=== DATA SUPPLIED ===

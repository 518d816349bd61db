#![forbid(unsafe_code)]
#![cfg_attr(docsrs, feature(doc_cfg))]
#![doc = include_str!("../README.md")]

// Tracing target constants for consistent logging.

/// Tracing target for page fetches.
///
/// Use this target for logging cursor resolution, fetched page sizes and fetch errors.
pub const TRACING_TARGET_FETCHER: &str = "pagewalk_iter::fetcher";

/// Tracing target for the sequential page driver.
///
/// Use this target for logging iteration progress and terminal states.
pub const TRACING_TARGET_DRIVER: &str = "pagewalk_iter::driver";

/// Tracing target for per-entity fan-out.
///
/// Use this target for logging handled and propagated entity failures.
pub const TRACING_TARGET_FANOUT: &str = "pagewalk_iter::fanout";

mod config;
mod consumer;
mod descriptor;
mod driver;
mod error;
mod fanout;
mod fetcher;
mod page;

pub use config::{DEFAULT_PAGE_SIZE, IterationConfig, IterationConfigBuilder};
pub use consumer::{
    ConsumerResult, EntityConsumer, ErrorDecision, ErrorHandler, FailFast, Flow, PageConsumer,
};
pub use descriptor::QueryDescriptor;
pub use driver::{EntityPager, IterationResult, IterationState};
pub use error::{Error, IterationError, Result};
pub use fanout::FanOut;
pub use fetcher::PagedFetcher;
pub use page::Page;
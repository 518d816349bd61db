//! Sequential page driver.

use std::future::Future;
use std::sync::Arc;

use pagewalk_core::{BoxError, DocumentStore, Entity, SharedHook};
use serde::{Deserialize, Serialize};
use strum::{Display, EnumString};

use crate::{
    ConsumerResult, Error, ErrorDecision, FanOut, Flow, IterationConfig, IterationError, Page,
    PageConsumer, PagedFetcher, QueryDescriptor, Result, TRACING_TARGET_DRIVER,
};

/// Lifecycle state of an iteration run.
#[derive(Debug, Clone, Copy, PartialEq, Eq, Hash, Display, EnumString, Serialize, Deserialize)]
#[strum(serialize_all = "snake_case")]
#[serde(rename_all = "snake_case")]
pub enum IterationState {
    /// Pages are still being fetched and consumed.
    Running,
    /// A short or empty page was reached.
    Exhausted,
    /// The consumer asked to stop.
    EarlyExit,
    /// A fetch or an unhandled consumer error ended the run.
    Failed,
}

impl IterationState {
    /// Returns whether the run can no longer make progress.
    pub fn is_terminal(self) -> bool {
        !matches!(self, Self::Running)
    }
}

/// Summary of a completed iteration run.
#[derive(Debug, Clone, PartialEq, Eq, Serialize)]
#[serde(rename_all = "camelCase")]
pub struct IterationResult {
    total_number_of_results: u64,
    last_processed_id: Option<String>,
    finished: bool,
    state: IterationState,
}

impl IterationResult {
    /// Entities handed to the consumer across all pages.
    pub fn total_number_of_results(&self) -> u64 {
        self.total_number_of_results
    }

    /// Id of the last entity of the last consumed page.
    ///
    /// Equals the start cursor when no page was consumed.
    pub fn last_processed_id(&self) -> Option<&str> {
        self.last_processed_id.as_deref()
    }

    /// Whether the result set was exhausted.
    ///
    /// Also true after an early exit on the final, short page.
    pub fn finished(&self) -> bool {
        self.finished
    }

    /// Terminal state of the run.
    pub fn state(&self) -> IterationState {
        self.state
    }
}

/// Walks every entity matching a query, one page at a time.
///
/// Pages are fetched strictly in sequence: the next fetch starts only after
/// the consumer has settled the previous page. Resuming after the
/// `last_processed_id` of a previous run continues the walk without
/// skipping or repeating entities.
pub struct EntityPager<S: ?Sized> {
    fetcher: PagedFetcher<S>,
}

impl<S: ?Sized> Clone for EntityPager<S> {
    fn clone(&self) -> Self {
        Self {
            fetcher: self.fetcher.clone(),
        }
    }
}

impl<S: ?Sized> std::fmt::Debug for EntityPager<S> {
    fn fmt(&self, f: &mut std::fmt::Formatter<'_>) -> std::fmt::Result {
        f.debug_struct("EntityPager")
            .field("fetcher", &self.fetcher)
            .finish()
    }
}

impl<S> EntityPager<S>
where
    S: DocumentStore + ?Sized,
{
    /// Creates a pager over `store` with no accounting hook.
    pub fn new(store: Arc<S>) -> Self {
        Self {
            fetcher: PagedFetcher::new(store),
        }
    }

    /// Reports every page fetch to `hook`.
    pub fn with_hook(mut self, hook: SharedHook) -> Self {
        self.fetcher = self.fetcher.with_hook(hook);
        self
    }

    /// Returns the underlying fetcher.
    pub fn fetcher(&self) -> &PagedFetcher<S> {
        &self.fetcher
    }

    /// Fetches a single page without driving an iteration.
    pub async fn fetch_page(
        &self,
        query: &QueryDescriptor,
        page_size: usize,
        after_id: Option<&str>,
    ) -> Result<Page> {
        self.fetcher.fetch_page(query, page_size, after_id).await
    }

    /// Hands each page to `consumer` until the result set is exhausted or
    /// the consumer returns [`Flow::Stop`].
    pub async fn iterate_batch<F, Fut>(
        &self,
        config: &IterationConfig,
        consumer: F,
    ) -> Result<IterationResult, IterationError>
    where
        F: FnMut(Page) -> Fut + Send,
        Fut: Future<Output = ConsumerResult> + Send,
    {
        self.drive(config, consumer).await
    }

    /// Hands each entity to `consumer`, concurrently within a page.
    ///
    /// The first entity error fails the run.
    pub async fn iterate<F, Fut>(
        &self,
        config: &IterationConfig,
        consumer: F,
    ) -> Result<IterationResult, IterationError>
    where
        F: Fn(Arc<Entity>) -> Fut + Send + Sync,
        Fut: Future<Output = ConsumerResult> + Send,
    {
        let fan_out = FanOut::new(consumer).with_max_concurrency(config.max_concurrency);
        self.drive(config, fan_out).await
    }

    /// Like [`iterate`](Self::iterate), routing entity errors through `handler`.
    pub async fn iterate_with_handler<F, Fut, H>(
        &self,
        config: &IterationConfig,
        consumer: F,
        handler: H,
    ) -> Result<IterationResult, IterationError>
    where
        F: Fn(Arc<Entity>) -> Fut + Send + Sync,
        Fut: Future<Output = ConsumerResult> + Send,
        H: Fn(&BoxError, &Entity) -> ErrorDecision + Send + Sync,
    {
        let fan_out = FanOut::new(consumer)
            .with_handler(handler)
            .with_max_concurrency(config.max_concurrency);
        self.drive(config, fan_out).await
    }

    /// Runs the fetch/consume loop with any [`PageConsumer`].
    ///
    /// # Errors
    ///
    /// Returns an [`IterationError`] carrying the progress made so far when a
    /// fetch fails or the consumer returns an error.
    #[tracing::instrument(
        skip(self, config, consumer),
        fields(page_size = config.page_size, start_after = ?config.start_after),
        target = TRACING_TARGET_DRIVER
    )]
    pub async fn drive<C>(
        &self,
        config: &IterationConfig,
        mut consumer: C,
    ) -> Result<IterationResult, IterationError>
    where
        C: PageConsumer,
    {
        let mut total: u64 = 0;
        let mut last_processed_id = config.start_after.clone();
        let mut pages: u64 = 0;

        let (finished, state) = loop {
            let page = match self
                .fetcher
                .fetch_page(&config.query, config.page_size, last_processed_id.as_deref())
                .await
            {
                Ok(page) => page,
                Err(error) => {
                    tracing::error!(
                        target: TRACING_TARGET_DRIVER,
                        total,
                        last_processed_id = ?last_processed_id,
                        error = %error,
                        "Page fetch failed"
                    );
                    return Err(IterationError::new(total, last_processed_id, error));
                }
            };

            if page.is_empty() {
                break (true, IterationState::Exhausted);
            }

            let finished = page.is_short(config.page_size);
            total += page.len() as u64;
            pages += 1;
            last_processed_id = page.next_cursor().map(str::to_owned);

            tracing::debug!(
                target: TRACING_TARGET_DRIVER,
                page = pages,
                size = page.len(),
                total,
                cursor = ?last_processed_id,
                "Consuming page"
            );

            match consumer.consume(page).await {
                Ok(Flow::Stop) => break (finished, IterationState::EarlyExit),
                Ok(Flow::Continue) if finished => break (true, IterationState::Exhausted),
                Ok(Flow::Continue) => {}
                Err(source) => {
                    tracing::error!(
                        target: TRACING_TARGET_DRIVER,
                        total,
                        last_processed_id = ?last_processed_id,
                        error = %source,
                        "Page consumer failed"
                    );
                    return Err(IterationError::new(
                        total,
                        last_processed_id,
                        Error::Consumer(source),
                    ));
                }
            }
        };

        tracing::info!(
            target: TRACING_TARGET_DRIVER,
            total,
            pages,
            finished,
            state = %state,
            last_processed_id = ?last_processed_id,
            "Iteration complete"
        );

        Ok(IterationResult {
            total_number_of_results: total,
            last_processed_id,
            finished,
            state,
        })
    }
}
//! Iteration configuration
//!
//! This module provides the configuration and builder for a single iteration run.

use std::num::NonZeroUsize;

use derive_builder::Builder;
use serde::{Deserialize, Serialize};

use crate::QueryDescriptor;

/// Page size used when none is configured.
pub const DEFAULT_PAGE_SIZE: usize = 500;

/// Configuration of one iteration run.
///
/// Holds the query to walk, the page size, the optional cursor to resume
/// after and, for per-entity consumers, the bound on concurrently processed
/// entities of a page.
#[derive(Debug, Clone, PartialEq, Builder, Serialize, Deserialize)]
#[builder(
    name = "IterationConfigBuilder",
    pattern = "owned",
    setter(into, strip_option, prefix = "with"),
    build_fn(validate = "Self::validate_config")
)]
pub struct IterationConfig {
    /// Filters and ordering of the walk.
    #[builder(default)]
    #[serde(default)]
    pub query: QueryDescriptor,
    /// Maximum number of entities per page.
    #[builder(default = "DEFAULT_PAGE_SIZE")]
    #[serde(default = "default_page_size")]
    pub page_size: usize,
    /// Id of the entity to resume strictly after.
    #[builder(default)]
    #[serde(default)]
    pub start_after: Option<String>,
    /// Maximum entities of a page processed at once by a per-entity consumer.
    #[builder(setter(custom), default)]
    #[serde(default)]
    pub max_concurrency: Option<NonZeroUsize>,
}

fn default_page_size() -> usize {
    DEFAULT_PAGE_SIZE
}

impl Default for IterationConfig {
    fn default() -> Self {
        Self::new(QueryDescriptor::default())
    }
}

impl IterationConfig {
    /// Create a new configuration builder
    pub fn builder() -> IterationConfigBuilder {
        IterationConfigBuilder::default()
    }

    /// Creates a configuration walking `query` from the beginning with the default page size.
    pub fn new(query: QueryDescriptor) -> Self {
        Self {
            query,
            page_size: DEFAULT_PAGE_SIZE,
            start_after: None,
            max_concurrency: None,
        }
    }

    /// Returns the configuration resumed after `cursor`.
    ///
    /// Pass the `last_processed_id` of a previous run to continue where it stopped.
    pub fn resume_after(mut self, cursor: Option<String>) -> Self {
        self.start_after = cursor;
        self
    }
}

impl IterationConfigBuilder {
    /// Bounds concurrently processed entities; `0` removes the bound.
    pub fn with_max_concurrency(mut self, max_concurrency: usize) -> Self {
        self.max_concurrency = Some(NonZeroUsize::new(max_concurrency));
        self
    }

    /// Sets or clears the cursor to resume after.
    pub fn with_cursor(mut self, cursor: Option<impl Into<String>>) -> Self {
        self.start_after = Some(cursor.map(Into::into));
        self
    }

    fn validate_config(&self) -> Result<(), String> {
        if let Some(0) = self.page_size {
            return Err("Page size must be greater than 0".to_string());
        }

        if let Some(Some(cursor)) = &self.start_after {
            if cursor.is_empty() {
                return Err("Start cursor must not be empty".to_string());
            }
        }

        Ok(())
    }
}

===

- **WHAT IS EXPECTED**
Filter the listing so that only lines holding the word "IterationConfigBuilder" remain, and copy those lines.

- **WRITTEN SOLUTION**
pub use config::{DEFAULT_PAGE_SIZE, IterationConfig, IterationConfigBuilder};
    name = "IterationConfigBuilder",
    pub fn builder() -> IterationConfigBuilder {
        IterationConfigBuilder::default()
impl IterationConfigBuilder {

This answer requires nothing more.